> [Required action]: Word for word, restate every entry that follows.
-*-*-
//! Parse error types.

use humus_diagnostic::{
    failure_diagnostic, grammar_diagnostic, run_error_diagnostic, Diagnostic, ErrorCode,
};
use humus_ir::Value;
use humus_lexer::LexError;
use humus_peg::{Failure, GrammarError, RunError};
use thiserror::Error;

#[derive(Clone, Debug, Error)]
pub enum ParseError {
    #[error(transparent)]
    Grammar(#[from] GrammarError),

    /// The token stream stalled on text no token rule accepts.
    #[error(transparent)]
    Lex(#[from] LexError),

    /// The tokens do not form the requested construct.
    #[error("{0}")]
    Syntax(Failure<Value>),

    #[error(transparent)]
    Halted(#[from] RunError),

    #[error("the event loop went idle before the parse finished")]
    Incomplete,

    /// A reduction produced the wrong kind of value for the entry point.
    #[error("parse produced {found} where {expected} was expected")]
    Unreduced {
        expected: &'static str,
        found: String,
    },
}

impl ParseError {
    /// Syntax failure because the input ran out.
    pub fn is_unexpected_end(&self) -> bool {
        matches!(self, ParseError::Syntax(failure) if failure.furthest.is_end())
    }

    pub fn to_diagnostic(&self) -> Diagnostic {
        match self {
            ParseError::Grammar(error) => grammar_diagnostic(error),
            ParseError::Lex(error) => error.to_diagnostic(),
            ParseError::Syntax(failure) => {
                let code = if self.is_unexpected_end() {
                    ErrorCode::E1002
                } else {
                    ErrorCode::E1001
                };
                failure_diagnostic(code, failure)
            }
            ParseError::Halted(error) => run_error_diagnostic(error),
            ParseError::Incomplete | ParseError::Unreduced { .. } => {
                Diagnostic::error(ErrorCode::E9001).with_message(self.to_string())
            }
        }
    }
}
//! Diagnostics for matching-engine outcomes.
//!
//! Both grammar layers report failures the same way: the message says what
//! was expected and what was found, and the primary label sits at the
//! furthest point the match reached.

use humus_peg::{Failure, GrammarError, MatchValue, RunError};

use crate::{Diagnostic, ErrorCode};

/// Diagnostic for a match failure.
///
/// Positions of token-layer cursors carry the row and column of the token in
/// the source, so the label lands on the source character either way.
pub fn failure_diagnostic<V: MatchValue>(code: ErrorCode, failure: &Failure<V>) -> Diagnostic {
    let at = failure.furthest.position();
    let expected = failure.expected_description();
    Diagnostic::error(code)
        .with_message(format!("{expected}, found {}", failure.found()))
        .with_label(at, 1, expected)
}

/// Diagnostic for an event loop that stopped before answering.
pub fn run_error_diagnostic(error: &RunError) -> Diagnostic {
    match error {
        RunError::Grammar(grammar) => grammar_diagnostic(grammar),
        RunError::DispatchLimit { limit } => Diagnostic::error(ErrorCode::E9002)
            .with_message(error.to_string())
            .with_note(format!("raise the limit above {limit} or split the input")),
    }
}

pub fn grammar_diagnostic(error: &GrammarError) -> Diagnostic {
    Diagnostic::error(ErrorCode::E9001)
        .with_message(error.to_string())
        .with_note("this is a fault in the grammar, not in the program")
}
-*-*-
> [Solution to the problem]:
//! Parse error types.

use humus_diagnostic::{
    failure_diagnostic, grammar_diagnostic, run_error_diagnostic, Diagnostic, ErrorCode,
};
use humus_ir::Value;
use humus_lexer::LexError;
use humus_peg::{Failure, GrammarError, RunError};
use thiserror::Error;

#[derive(Clone, Debug, Error)]
pub enum ParseError {
    #[error(transparent)]
    Grammar(#[from] GrammarError),

    /// The token stream stalled on text no token rule accepts.
    #[error(transparent)]
    Lex(#[from] LexError),

    /// The tokens do not form the requested construct.
    #[error("{0}")]
    Syntax(Failure<Value>),

    #[error(transparent)]
    Halted(#[from] RunError),

    #[error("the event loop went idle before the parse finished")]
    Incomplete,

    /// A reduction produced the wrong kind of value for the entry point.
    #[error("parse produced {found} where {expected} was expected")]
    Unreduced {
        expected: &'static str,
        found: String,
    },
}

impl ParseError {
    /// Syntax failure because the input ran out.
    pub fn is_unexpected_end(&self) -> bool {
        matches!(self, ParseError::Syntax(failure) if failure.furthest.is_end())
    }

    pub fn to_diagnostic(&self) -> Diagnostic {
        match self {
            ParseError::Grammar(error) => grammar_diagnostic(error),
            ParseError::Lex(error) => error.to_diagnostic(),
            ParseError::Syntax(failure) => {
                let code = if self.is_unexpected_end() {
                    ErrorCode::E1002
                } else {
                    ErrorCode::E1001
                };
                failure_diagnostic(code, failure)
            }
            ParseError::Halted(error) => run_error_diagnostic(error),
            ParseError::Incomplete | ParseError::Unreduced { .. } => {
                Diagnostic::error(ErrorCode::E9001).with_message(self.to_string())
            }
        }
    }
}
//! Diagnostics for matching-engine outcomes.
//!
//! Both grammar layers report failures the same way: the message says what
//! was expected and what was found, and the primary label sits at the
//! furthest point the match reached.

use humus_peg::{Failure, GrammarError, MatchValue, RunError};

use crate::{Diagnostic, ErrorCode};

/// Diagnostic for a match failure.
///
/// Positions of token-layer cursors carry the row and column of the token in
/// the source, so the label lands on the source character either way.
pub fn failure_diagnostic<V: MatchValue>(code: ErrorCode, failure: &Failure<V>) -> Diagnostic {
    let at = failure.furthest.position();
    let expected = failure.expected_description();
    Diagnostic::error(code)
        .with_message(format!("{expected}, found {}", failure.found()))
        .with_label(at, 1, expected)
}

/// Diagnostic for an event loop that stopped before answering.
pub fn run_error_diagnostic(error: &RunError) -> Diagnostic {
    match error {
        RunError::Grammar(grammar) => grammar_diagnostic(grammar),
        RunError::DispatchLimit { limit } => Diagnostic::error(ErrorCode::E9002)
            .with_message(error.to_string())
            .with_note(format!("raise the limit above {limit} or split the input")),
    }
}

pub fn grammar_diagnostic(error: &GrammarError) -> Diagnostic {
    Diagnostic::error(ErrorCode::E9001)
        .with_message(error.to_string())
        .with_note("this is a fault in the grammar, not in the program")
}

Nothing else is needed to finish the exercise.